Ada sebuah doa yang biasa dibaca oleh Nabi Muhammad shallallahu
‘alaihi wasallam. Isi doa ini jika kita renungkan dalam-dalam ternyata
sangat mencakup berbagai permintaan yang sangat kita perlukan. Sebab
semuanya sering mewarnai kehidupan sehari-hari manusia. Coba perhatikan:
رَبِّ اغْفِرْ لِي خَطِيئَتِي وَجَهْلِي وَإِسْرَافِي فِي أَمْرِي
كُلِّهِ وَمَا أَنْتَ أَعْلَمُ بِهِ مِنِّي اللَّهُمَّ اغْفِرْ لِي
خَطَايَايَ وَعَمْدِي وَجَهْلِي وَهَزْلِي وَكُلُّ ذَلِكَ عِنْدِي
اللَّهُمَّ اغْفِرْ لِي مَا قَدَّمْتُ وَمَا أَخَّرْتُ وَمَا أَسْرَرْتُ
وَمَا أَعْلَنْتُ أَنْتَ الْمُقَدِّمُ وَأَنْتَ الْمُؤَخِّرُ وَأَنْتَ
عَلَى كُلِّ شَيْءٍ قَدِيرٌ
Dari Abu Musa Al-Asy’ari radhiyallahu ‘anhu dari Nabi shallallahu
‘alaihi wasallam bahwa beliau biasa berdo’a dengan do’a sebagai
berikut; “Ya Allah, ampunilah kesalahanku, kebodohanku, dan perbuatanku
yang berlebihan dalam urusanku, serta ampunilah kesalahanku yang Engkau
lebih mengetahui daripadaku. Ya Allah, ampunilah kesalahanku,
kemalasanku, kesengajaanku, kebodohanku, gelak tawaku yang semua itu ada
pada diriku. Ya Allah, ampunilah aku atas dosa yang telah berlalu, dosa
yang mendatang, dosa yang aku samarkan dan dosa yang aku perbuat dengan
terang-terangan, Engkaulah yang mengajukan dan Engkaulah yang
mengakhirkan, serta Engkau Maha Kuasa atas segala sesuatu.” (HR Bukhari – Shahih)
Tema sentral di dalam doa ini adalah seorang hamba Allah subhaanahu
wa ta’aala memohon ampunan-Nya.

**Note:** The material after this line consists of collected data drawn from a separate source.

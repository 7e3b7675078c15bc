//! Deterministic generation of the tree's pixels.
//!
//! The sculpture is drawn like a turtle walk. Each trunk starts at the
//! center, turned a further `2π / trunks` from the previous one, and lays a
//! straight line of `L[0]` pixels. From the end of every line the heading
//! turns by [`branch_turn`] and each child branch fans out by
//! [`SIBLING_SPREAD`] from its elder sibling, laying `L[g]` pixels for
//! generation `g`, until the configured depth is reached.
//!
//! Position and heading are passed down the recursion by value, so sibling
//! branches always start from their parent's end point. There is no
//! randomness: the same [`TreeShape`] always produces the same pixels, ids,
//! and positions.

use std::collections::BTreeMap;

use core::f64::consts::{PI, TAU};

use arbor_types::{Coordinate, TreeShape};
use tracing::debug;

use crate::error::WorldError;
use crate::pixel::{ORIGIN_X, ORIGIN_Y, Pixel};

/// Distance between neighboring pixels in raw units.
pub const STEP_LENGTH: f64 = 100.0;

/// Heading offset between sibling branches.
pub const SIBLING_SPREAD: f64 = TAU / 3.0;

/// A raw planar position.
#[derive(Debug, Clone, Copy, PartialEq)]
pub struct Point {
    /// Horizontal position.
    pub x: f64,
    /// Vertical position.
    pub y: f64,
}

impl Point {
    /// Build a point.
    pub const fn new(x: f64, y: f64) -> Self {
        Self { x, y }
    }

    /// The point `distance` away along `heading` (zero heading is +y).
    #[must_use]
    pub fn advance(self, heading: f64, distance: f64) -> Self {
        Self {
            x: distance.mul_add(heading.sin(), self.x),
            y: distance.mul_add(heading.cos(), self.y),
        }
    }
}

/// Heading change applied at the end of a segment before its children fan
/// out. Tuned by eye for the physical sculpture.
pub fn branch_turn(branches: u16) -> f64 {
    PI + (TAU / f64::from(branches) + 1.0) / 2.0
}

/// Generate every pixel of the tree described by `shape`, keyed by
/// coordinate. Ids are assigned densely in build order starting at 0.
///
/// # Errors
///
/// Returns [`WorldError::Shape`] if the shape is invalid. The remaining
/// variants indicate a builder defect.
pub fn build_topology(shape: &TreeShape) -> Result<BTreeMap<Coordinate, Pixel>, WorldError> {
    shape.validate()?;
    let mut builder = Builder {
        shape,
        pixels: BTreeMap::new(),
        next_id: 0,
    };

    let origin = Point::new(ORIGIN_X, ORIGIN_Y);
    let trunk_spread = TAU / f64::from(shape.trunks);
    let mut heading = 0.0;
    for trunk in 0..shape.trunks {
        heading += trunk_spread;
        let prefix = Coordinate::from_slice(&[trunk])?;
        let end = builder.lay_segment(prefix, 0, origin, heading)?;
        builder.grow_branches(prefix, 1, end, heading)?;
    }

    debug!(
        pixels = builder.pixels.len(),
        trunks = shape.trunks,
        max_generation = shape.max_generation,
        "topology built"
    );
    Ok(builder.pixels)
}

struct Builder<'a> {
    shape: &'a TreeShape,
    pixels: BTreeMap<Coordinate, Pixel>,
    next_id: u32,
}

impl Builder<'_> {
    fn grow_branches(
        &mut self,
        parent: Coordinate,
        generation: usize,
        origin: Point,
        heading: f64,
    ) -> Result<(), WorldError> {
        if generation > self.shape.deepest() {
            return Ok(());
        }

        let turned = heading + branch_turn(self.shape.branches);
        for slot in 0..self.shape.branches {
            let branch_heading = f64::from(slot).mul_add(SIBLING_SPREAD, turned);
            let prefix = parent.child(slot)?;
            let end = self.lay_segment(prefix, generation, origin, branch_heading)?;
            self.grow_branches(prefix, generation.saturating_add(1), end, branch_heading)?;
        }
        Ok(())
    }

    /// Lay one straight segment and return the position after its last
    /// pixel.
    fn lay_segment(
        &mut self,
        prefix: Coordinate,
        generation: usize,
        origin: Point,
        heading: f64,
    ) -> Result<Point, WorldError> {
        let length = self
            .shape
            .generation_length(generation)
            .ok_or(WorldError::CellNotFound(prefix))?;

        let mut position = origin;
        for leaf in 0..length {
            let coordinate = prefix.child(leaf)?;
            let fraction = f64::from(leaf) / f64::from(length);
            self.drop_pixel(coordinate, fraction, position)?;
            position = position.advance(heading, STEP_LENGTH);
        }
        Ok(position)
    }

    fn drop_pixel(
        &mut self,
        coordinate: Coordinate,
        fraction: f64,
        position: Point,
    ) -> Result<(), WorldError> {
        if self.pixels.contains_key(&coordinate) {
            return Err(WorldError::DuplicateCell(coordinate));
        }
        let id = self.next_id;
        self.next_id = id.checked_add(1).ok_or(WorldError::ArithmeticOverflow)?;
        self.pixels
            .insert(coordinate, Pixel::new(coordinate, id, fraction, position));
        Ok(())
    }
}
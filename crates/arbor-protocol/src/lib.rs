//! Wire protocol between the Arbor controller and its display peripheral.
//!
//! The peripheral speaks newline-delimited ASCII, one instruction per line,
//! with no acknowledgements. Every line starts with a channel token so that
//! several logical displays can share one connection.
//!
//! ```text
//! 1X                 frame start
//! 1<cell>,<r>,<g>,<b> pixel update
//! 1D<ms>             morph delay
//! 1I<0-255>          intensity
//! ```
//!
//! # Modules
//!
//! - [`channel`] -- [`ChannelModel`] buffers cell updates and frames them.
//! - [`error`] -- [`ProtocolError`] for connection and write failures.
//! - [`transport`] -- The [`Transport`] seam plus TCP and in-memory
//!   implementations.

pub mod channel;
pub mod error;
pub mod transport;

pub use channel::ChannelModel;
pub use error::ProtocolError;
pub use transport::{MemoryTransport, TcpTransport, Transport};
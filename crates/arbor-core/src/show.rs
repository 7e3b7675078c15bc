//! Show trait and show source.
//!
//! A show is an explicit state object. The driver calls [`Show::start`]
//! once when the show comes up, then [`Show::next_frame`] repeatedly; each
//! call paints one complete frame into the [`PixelSpace`] and returns how
//! long the frame should stay up. Every side effect of a frame is in the
//! pixel space before the duration is returned, and nothing is pushed until
//! the driver does it.
//!
//! The driver does not know which shows exist. It asks a [`ShowSource`] for
//! the next one whenever the current show has run its course.

use std::time::Duration;

use arbor_types::CoordinateError;
use arbor_world::{PixelSpace, WorldError};

/// Errors a show can raise while painting.
#[derive(Debug, thiserror::Error)]
pub enum ShowError {
    /// A walker or fader addressed a pixel the tree does not have.
    #[error("world error: {source}")]
    World {
        /// The underlying world error.
        #[from]
        source: WorldError,
    },

    /// A walker coordinate could not be built.
    #[error("coordinate error: {source}")]
    Coordinate {
        /// The underlying coordinate error.
        #[from]
        source: CoordinateError,
    },
}

/// A visual pattern on the tree.
pub trait Show {
    /// Display name, used for logging and rotation lookup.
    fn name(&self) -> &str;

    /// Prepare the tree when the show comes up. The default forces a full
    /// repaint so the show starts from a known black tree.
    fn start(&mut self, space: &mut PixelSpace) {
        space.force_black_all();
    }

    /// Paint one frame and return how long it should be shown.
    ///
    /// # Errors
    ///
    /// Returns [`ShowError`] if the show addresses the tree inconsistently.
    fn next_frame(&mut self, space: &mut PixelSpace) -> Result<Duration, ShowError>;
}

/// Supplies shows to the driver.
pub trait ShowSource {
    /// The next show to run, or `None` when there are no more.
    fn next_show(&mut self, space: &PixelSpace) -> Option<Box<dyn Show>>;
}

Setidaknya ada tigabelas poin yang
diajukan hamba tersebut kepada Rabb-nya. Semuanya ia harapkan diampuni
oleh Allah subhaanahu wa ta’aala:
Pertama, “Ya Allah, ampunilah kesalahanku”.
Kesalahan dapat mencakup perintah Allah yang dilalaikannya atau larangan
Allah yang dilanggarnya.
Kedua, “Ya Allah, ampunilah kebodohanku”. Manusia
tidak luput dari kebodohan. Tidak ada manusia yang memiliki pengetahuan
sempurna. Dan kebodohan seseorang seringkali menyebabkan tingkahlaku
yang tidak terpuji. Sehingga ia perlu memohon ampunan Allah subhaanahu
wa ta’aala atas kebodohan dirinya.
Ketiga, “Ya Allah, ampunilah perbuatanku yang
berlebihan dalam urusanku”. Terkadang kita mengerjakan suatu perbuatan
secara tidak adil atau tidak proporsional. Perbuatan berlebihan tersebut
sangat mungkin menyakiti hati bahkan menzalimi orang lain. Maka kita
berharap ampunan Allah atas perbuatan berlebihan di dalam berbagai
urusan.
Keempat, “Ya Allah, ampunilah kesalahanku yang
Engkau lebih mengetahui daripadaku”. Manusia sering mengerjakan
kesalahan tanpa ia menyadarinya. Orang lain boleh jadi dengan mudah
melihat kesalahannya, tetapi ia sendiri tidak menyadarinya. Maka untuk
urusan seperti ini seorang mukmin memohon ampunan Allah Yang Maha Tahu
segala sesuatunya. Seorang mukmin mengakui jika Allah subhaanahu wa
ta’aala merupakan Dzat Yang Maha Tahu perkara yang ghaib maupun nyata,
maka iapun mengembalikan segenap dosa yang ia sendiri tidak ketahui
kepada Allah subhaanahu wa ta’aala. Ia serahkan dosa jenis ini kepada
Ke-Maha-Tahu-an Allah subhaanahu wa ta’aala. Sebab ia yakin bahwa Allah
pasti jauh lebih mengetahui dosa yang dilakukan hamba-Nya daripada si
hamba itu sendiri.
Kelima, “Ya Allah, ampunilah kesalahanku”. Manusia
bisa terlibat di dalam banyak kesalahan. Maka ia memohon kembali ampunan
Allah atas kesalahannya padahal sebelumnya ia telah mengajukannya
kepada Allah subhaanahu wa ta’aala.
Keenam, “Ya Allah, ampunilah kemalasanku”. Kemalasan
dapat menjadi musuh utama yang menyebabkan seseorang menunda bahkan
melalaikan suatu kewajiban yang mestinya ia kerjakan. Pengakuannya di
hadapan Allah bahwa dirinya terkadang dilanda kemalasan jelas mesti
disertai dengan permohonan ampunan Allah atasnya.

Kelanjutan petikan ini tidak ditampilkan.